Once the line holding "does not parse." is found in the listing below, write it out and each later line exactly, up to and including the one holding "let lowered = literal.to_ascii_lowercase();".

◇ ◇ ◇

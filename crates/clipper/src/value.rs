//! Runtime values passed into and out of commands.
//!
//! [`TypeTag`] is the closed set of parameter types the dispatcher knows how
//! to coerce. [`Value`] is what a coerced token (or a default, or a command's
//! return) looks like at runtime. [`Arguments`] is the named mapping handed to
//! a command's callable.
//!
//! Macro-generated wrappers convert between these and plain Rust types with
//! [`FromValue`] and [`IntoValue`].

use serde::Serialize;
use std::fmt;
use std::path::PathBuf;

use crate::error::DispatchError;

/// Declared type of a parameter or return value.
#[derive(Debug, Clone, Copy, PartialEq, Eq, Hash, Default, Serialize)]
#[serde(rename_all = "lowercase")]
pub enum TypeTag {
    String,
    Integer,
    Float,
    Boolean,
    /// No declared type, or one outside the closed set. Treated as an opaque string.
    #[default]
    Unspecified,
}

impl TypeTag {
    /// Maps a Rust type name (the last path segment) to a tag.
    ///
    /// ```
    /// use clipper::TypeTag;
    ///
    /// assert_eq!(TypeTag::from_type_name("u16"), TypeTag::Integer);
    /// assert_eq!(TypeTag::from_type_name("PathBuf"), TypeTag::Unspecified);
    /// ```
    pub fn from_type_name(name: &str) -> Self {
        match name {
            "String" | "str" | "char" => TypeTag::String,
            "i8" | "i16" | "i32" | "i64" | "i128" | "isize" | "u8" | "u16" | "u32" | "u64"
            | "u128" | "usize" => TypeTag::Integer,
            "f32" | "f64" => TypeTag::Float,
            "bool" => TypeTag::Boolean,
            _ => TypeTag::Unspecified,
        }
    }

    /// The placeholder shown in usage lines, e.g. `[--count=<int>]`.
    ///
    /// `None` for [`TypeTag::Unspecified`].
    pub fn type_name(self) -> Option<&'static str> {
        match self {
            TypeTag::String => Some("str"),
            TypeTag::Integer => Some("int"),
            TypeTag::Float => Some("float"),
            TypeTag::Boolean => Some("bool"),
            TypeTag::Unspecified => None,
        }
    }

    /// Converts a command-line literal into a value of this type.
    ///
    /// Returns `None` when the literal does not parse.
    pub fn coerce(self, literal: &str) -> Option<Value> {
        match self {
            TypeTag::String | TypeTag::Unspecified => Some(Value::Str(literal.to_string())),
            TypeTag::Integer => literal.parse::<i64>().ok().map(Value::Int),
            TypeTag::Float => literal
                .parse::<f64>()
                .ok()
                .filter(|n| n.is_finite())
                .map(Value::Float),
            TypeTag::Boolean => parse_bool(literal).map(Value::Bool),
        }
    }
}

impl fmt::Display for TypeTag {
    fn fmt(&self, f: &mut fmt::Formatter<'_>) -> fmt::Result {
        f.write_str(self.type_name().unwrap_or("text"))
    }
}

/// Boolean literals accepted on the command line, compared case-insensitively.
const TRUE_LITERALS: [&str; 3] = ["true", "1", "yes"];
const FALSE_LITERALS: [&str; 3] = ["false", "0", "no"];

fn parse_bool(literal: &str) -> Option<bool> {
    let lowered = literal.to_ascii_lowercase();
    if TRUE_LITERALS.contains(&lowered.as_str()) {
        Some(true)
    } else if FALSE_LITERALS.contains(&lowered.as_str()) {
        Some(false)
    } else {
        None
    }
}

/// A dynamically typed command value.
#[derive(Debug, Clone, PartialEq, Default, Serialize)]
#[serde(untagged)]
pub enum Value {
    Str(String),
    Int(i64),
    Float(f64),
    Bool(bool),
    /// Structured data, typically a command's return value.
    Json(serde_json::Value),
    /// No value: the default of an `Option<T>` parameter, or a unit return.
    #[default]
    None,
}

impl Value {
    /// Serializes any value into [`Value::Json`].
    pub fn json<T: Serialize>(data: &T) -> Result<Self, serde_json::Error> {
        serde_json::to_value(data).map(Value::Json)
    }

    /// Returns `true` if this is [`Value::None`].
    pub fn is_none(&self) -> bool {
        matches!(self, Value::None)
    }

    /// The tag describing this value. `Json` and `None` are unspecified.
    pub fn type_tag(&self) -> TypeTag {
        match self {
            Value::Str(_) => TypeTag::String,
            Value::Int(_) => TypeTag::Integer,
            Value::Float(_) => TypeTag::Float,
            Value::Bool(_) => TypeTag::Boolean,
            Value::Json(_) | Value::None => TypeTag::Unspecified,
        }
    }

    pub fn as_str(&self) -> Option<&str> {
        match self {
            Value::Str(s) => Some(s),
            _ => None,
        }
    }

    pub fn as_int(&self) -> Option<i64> {
        match self {
            Value::Int(n) => Some(*n),
            _ => None,
        }
    }

    /// Extracts a float. Integers widen.
    pub fn as_float(&self) -> Option<f64> {
        match self {
            Value::Float(n) => Some(*n),
            Value::Int(n) => Some(*n as f64),
            _ => None,
        }
    }

    pub fn as_bool(&self) -> Option<bool> {
        match self {
            Value::Bool(b) => Some(*b),
            _ => None,
        }
    }
}

impl fmt::Display for Value {
    fn fmt(&self, f: &mut fmt::Formatter<'_>) -> fmt::Result {
        match self {
            Value::Str(s) => f.write_str(s),
            Value::Int(n) => write!(f, "{}", n),
            Value::Float(n) => write!(f, "{}", n),
            Value::Bool(b) => write!(f, "{}", b),
            Value::Json(v) => match serde_json::to_string_pretty(v) {
                Ok(s) => f.write_str(&s),
                Err(_) => Err(fmt::Error),
            },
            Value::None => Ok(()),
        }
    }
}

impl From<&str> for Value {
    fn from(s: &str) -> Self {
        Value::Str(s.to_string())
    }
}

impl From<String> for Value {
    fn from(s: String) -> Self {
        Value::Str(s)
    }
}

impl From<i64> for Value {
    fn from(n: i64) -> Self {
        Value::Int(n)
    }
}

impl From<i32> for Value {
    fn from(n: i32) -> Self {
        Value::Int(n as i64)
    }
}

impl From<f64> for Value {
    fn from(n: f64) -> Self {
        Value::Float(n)
    }
}

impl From<bool> for Value {
    fn from(b: bool) -> Self {
        Value::Bool(b)
    }
}

impl From<serde_json::Value> for Value {
    fn from(v: serde_json::Value) -> Self {
        Value::Json(v)
    }
}

/// Non-finite floats become `null`, as `serde_json` does.
impl From<Value> for serde_json::Value {
    fn from(value: Value) -> Self {
        match value {
            Value::Str(s) => serde_json::Value::String(s),
            Value::Int(n) => n.into(),
            Value::Float(n) => serde_json::Number::from_f64(n)
                .map(serde_json::Value::Number)
                .unwrap_or(serde_json::Value::Null),
            Value::Bool(b) => serde_json::Value::Bool(b),
            Value::Json(v) => v,
            Value::None => serde_json::Value::Null,
        }
    }
}

/// Named arguments handed to a command's callable, in binding order.
#[derive(Debug, Clone, Default, PartialEq, Serialize)]
#[serde(transparent)]
pub struct Arguments {
    values: Vec<(String, Value)>,
}

impl Arguments {
    pub fn new() -> Self {
        Self::default()
    }

    /// Binds `name` to `value`, replacing any earlier binding.
    pub fn insert(&mut self, name: impl Into<String>, value: Value) -> Option<Value> {
        let name = name.into();
        match self.values.iter_mut().find(|(n, _)| *n == name) {
            Some((_, slot)) => Some(std::mem::replace(slot, value)),
            None => {
                self.values.push((name, value));
                None
            }
        }
    }

    /// Builder-style [`insert`](Self::insert).
    pub fn with(mut self, name: impl Into<String>, value: impl Into<Value>) -> Self {
        self.insert(name, value.into());
        self
    }

    pub fn get(&self, name: &str) -> Option<&Value> {
        self.values
            .iter()
            .find(|(n, _)| n == name)
            .map(|(_, v)| v)
    }

    pub fn contains(&self, name: &str) -> bool {
        self.get(name).is_some()
    }

    /// Converts the named argument into `T`.
    ///
    /// An absent argument is treated as [`Value::None`], so `Option<T>`
    /// targets yield `None` and everything else fails.
    pub fn take<T: FromValue>(&self, name: &str) -> Result<T, DispatchError> {
        let value = self.get(name).unwrap_or(&Value::None);
        T::from_value(name, value)
    }

    pub fn len(&self) -> usize {
        self.values.len()
    }

    pub fn is_empty(&self) -> bool {
        self.values.is_empty()
    }

    pub fn iter(&self) -> impl Iterator<Item = (&str, &Value)> {
        self.values.iter().map(|(n, v)| (n.as_str(), v))
    }
}

impl<K: Into<String>> FromIterator<(K, Value)> for Arguments {
    fn from_iter<I: IntoIterator<Item = (K, Value)>>(iter: I) -> Self {
        let mut args = Arguments::new();
        for (k, v) in iter {
            args.insert(k, v);
        }
        args
    }
}

/// Conversion from a bound [`Value`] into a Rust parameter type.
///
/// Implemented for the primitive types the dispatcher coerces to, for
/// `Option<T>`, and for `PathBuf`. Implement it for your own types to use them
/// as `#[command]` parameters; they are coerced as unspecified (string) values.
pub trait FromValue: Sized {
    fn from_value(name: &str, value: &Value) -> Result<Self, DispatchError>;
}

fn mismatch(name: &str, value: &Value, expected: TypeTag) -> DispatchError {
    DispatchError::TypeCoercion {
        command: String::new(),
        parameter: name.to_string(),
        literal: value.to_string(),
        expected,
    }
}

impl FromValue for Value {
    fn from_value(_name: &str, value: &Value) -> Result<Self, DispatchError> {
        Ok(value.clone())
    }
}

impl FromValue for String {
    fn from_value(name: &str, value: &Value) -> Result<Self, DispatchError> {
        match value {
            Value::None => Err(mismatch(name, value, TypeTag::String)),
            other => Ok(other.to_string()),
        }
    }
}

impl FromValue for PathBuf {
    fn from_value(name: &str, value: &Value) -> Result<Self, DispatchError> {
        value
            .as_str()
            .map(PathBuf::from)
            .ok_or_else(|| mismatch(name, value, TypeTag::Unspecified))
    }
}

impl FromValue for char {
    fn from_value(name: &str, value: &Value) -> Result<Self, DispatchError> {
        let s = value
            .as_str()
            .ok_or_else(|| mismatch(name, value, TypeTag::String))?;
        let mut chars = s.chars();
        match (chars.next(), chars.next()) {
            (Some(c), None) => Ok(c),
            _ => Err(mismatch(name, value, TypeTag::String)),
        }
    }
}

impl FromValue for bool {
    fn from_value(name: &str, value: &Value) -> Result<Self, DispatchError> {
        value
            .as_bool()
            .ok_or_else(|| mismatch(name, value, TypeTag::Boolean))
    }
}

impl FromValue for f64 {
    fn from_value(name: &str, value: &Value) -> Result<Self, DispatchError> {
        value
            .as_float()
            .ok_or_else(|| mismatch(name, value, TypeTag::Float))
    }
}

impl FromValue for f32 {
    fn from_value(name: &str, value: &Value) -> Result<Self, DispatchError> {
        f64::from_value(name, value).map(|n| n as f32)
    }
}

macro_rules! from_value_int {
    ($($ty:ty),*) => {
        $(
            impl FromValue for $ty {
                fn from_value(name: &str, value: &Value) -> Result<Self, DispatchError> {
                    value
                        .as_int()
                        .and_then(|n| <$ty>::try_from(n).ok())
                        .ok_or_else(|| mismatch(name, value, TypeTag::Integer))
                }
            }
        )*
    };
}

from_value_int!(i8, i16, i32, i64, isize, u8, u16, u32, u64, usize);

impl<T: FromValue> FromValue for Option<T> {
    fn from_value(name: &str, value: &Value) -> Result<Self, DispatchError> {
        match value {
            Value::None => Ok(None),
            other => T::from_value(name, other).map(Some),
        }
    }
}

/// Conversion from a command's return type into a [`Value`].
pub trait IntoValue {
    fn into_value(self) -> Value;
}

impl IntoValue for Value {
    fn into_value(self) -> Value {
        self
    }
}

impl IntoValue for () {
    fn into_value(self) -> Value {
        Value::None
    }
}

impl IntoValue for String {
    fn into_value(self) -> Value {
        Value::Str(self)
    }
}

impl IntoValue for &str {
    fn into_value(self) -> Value {
        Value::Str(self.to_string())
    }
}

impl IntoValue for bool {
    fn into_value(self) -> Value {
        Value::Bool(self)
    }
}

impl IntoValue for f64 {
    fn into_value(self) -> Value {
        Value::Float(self)
    }
}

impl IntoValue for f32 {
    fn into_value(self) -> Value {
        Value::Float(self as f64)
    }
}

impl IntoValue for PathBuf {
    fn into_value(self) -> Value {
        Value::Str(self.display().to_string())
    }
}

impl IntoValue for serde_json::Value {
    fn into_value(self) -> Value {
        Value::Json(self)
    }
}

macro_rules! into_value_int {
    ($($ty:ty),*) => {
        $(
            impl IntoValue for $ty {
                fn into_value(self) -> Value {
                    Value::Int(self as i64)
                }
            }
        )*
    };
}

into_value_int!(i8, i16, i32, i64, isize, u8, u16, u32);

/// Values above `i64::MAX` are kept exact as a JSON number.
impl IntoValue for u64 {
    fn into_value(self) -> Value {
        i64::try_from(self)
            .map(Value::Int)
            .unwrap_or_else(|_| Value::Json(self.into()))
    }
}

impl IntoValue for usize {
    fn into_value(self) -> Value {
        (self as u64).into_value()
    }
}

impl<T: IntoValue> IntoValue for Option<T> {
    fn into_value(self) -> Value {
        self.map(IntoValue::into_value).unwrap_or(Value::None)
    }
}

/// Collects the elements into a JSON array. Use [`Value::json`] for
/// arbitrary `Serialize` data.
impl<T: IntoValue> IntoValue for Vec<T> {
    fn into_value(self) -> Value {
        let items = self
            .into_iter()
            .map(|item| serde_json::Value::from(item.into_value()))
            .collect();
        Value::Json(serde_json::Value::Array(items))
    }
}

◇ ◇ ◇

SOLUTION FOR THIS TASK
    /// Returns `None` when the literal does not parse.
    pub fn coerce(self, literal: &str) -> Option<Value> {
        match self {
            TypeTag::String | TypeTag::Unspecified => Some(Value::Str(literal.to_string())),
            TypeTag::Integer => literal.parse::<i64>().ok().map(Value::Int),
            TypeTag::Float => literal
                .parse::<f64>()
                .ok()
                .filter(|n| n.is_finite())
                .map(Value::Float),
            TypeTag::Boolean => parse_bool(literal).map(Value::Bool),
        }
    }
}

impl fmt::Display for TypeTag {
    fn fmt(&self, f: &mut fmt::Formatter<'_>) -> fmt::Result {
        f.write_str(self.type_name().unwrap_or("text"))
    }
}

/// Boolean literals accepted on the command line, compared case-insensitively.
const TRUE_LITERALS: [&str; 3] = ["true", "1", "yes"];
const FALSE_LITERALS: [&str; 3] = ["false", "0", "no"];

fn parse_bool(literal: &str) -> Option<bool> {
    let lowered = literal.to_ascii_lowercase();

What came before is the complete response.